— ABOUT THIS EXERCISE —
Pick out and copy every line below that has the word "popup".

— DATASET RECORDS —
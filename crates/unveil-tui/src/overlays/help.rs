//! Key reference overlay.

use crossterm::event::{KeyCode, KeyEvent};
use ratatui::Frame;
use ratatui::layout::Rect;
use ratatui::style::{Color, Modifier, Style};
use ratatui::text::{Line, Span};
use ratatui::widgets::Paragraph;

use super::OverlayTransition;
use super::render_utils::{centered_area, render_overlay_container};

const BINDINGS: &[(&str, &str)] = &[
    ("Space / Enter", "reveal the next line"),
    ("r", "restart from the first line"),
    ("f", "toggle fullscreen"),
    ("Esc", "leave fullscreen"),
    ("m", "toggle markdown rendering"),
    ("d", "toggle text direction"),
    ("z", "toggle focus dimming"),
    ("y", "copy revealed text"),
    ("e", "edit the source text"),
    ("↑ ↓ PgUp PgDn", "scroll"),
    ("Home / End", "scroll to top / bottom"),
    ("?", "this help"),
    ("q / Ctrl+C", "quit"),
];

const KEY_COLUMN: usize = 16;

#[derive(Debug, Default)]
pub struct HelpState {
    scroll: u16,
}

impl HelpState {
    pub fn handle_key(&mut self, key: KeyEvent) -> OverlayTransition {
        match key.code {
            KeyCode::Esc | KeyCode::Enter | KeyCode::Char('?' | 'q') => OverlayTransition::Close,
            KeyCode::Up | KeyCode::Char('k') => {
                self.scroll = self.scroll.saturating_sub(1);
                OverlayTransition::Stay
            }
            KeyCode::Down | KeyCode::Char('j') => {
                self.scroll = (self.scroll + 1).min(BINDINGS.len() as u16 - 1);
                OverlayTransition::Stay
            }
            _ => OverlayTransition::Stay,
        }
    }

    pub fn render(&self, frame: &mut Frame, area: Rect) {
        let height = BINDINGS.len() as u16 + 2;
        let popup = centered_area(area, 52, height);
        let inner = render_overlay_container(frame, popup, "Keys", Color::Cyan);

        let key_style = Style::default()
            .fg(Color::Yellow)
            .add_modifier(Modifier::BOLD);
        let lines: Vec<Line> = BINDINGS
            .iter()
            .map(|(keys, action)| {
                Line::from(vec![
                    Span::styled(format!(" {keys:<KEY_COLUMN$}"), key_style),
                    Span::raw(*action),
                ])
            })
            .collect();

        frame.render_widget(Paragraph::new(lines).scroll((self.scroll, 0)), inner);
    }
}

— ANSWER BELOW —
        let popup = centered_area(area, 52, height);
        let inner = render_overlay_container(frame, popup, "Keys", Color::Cyan);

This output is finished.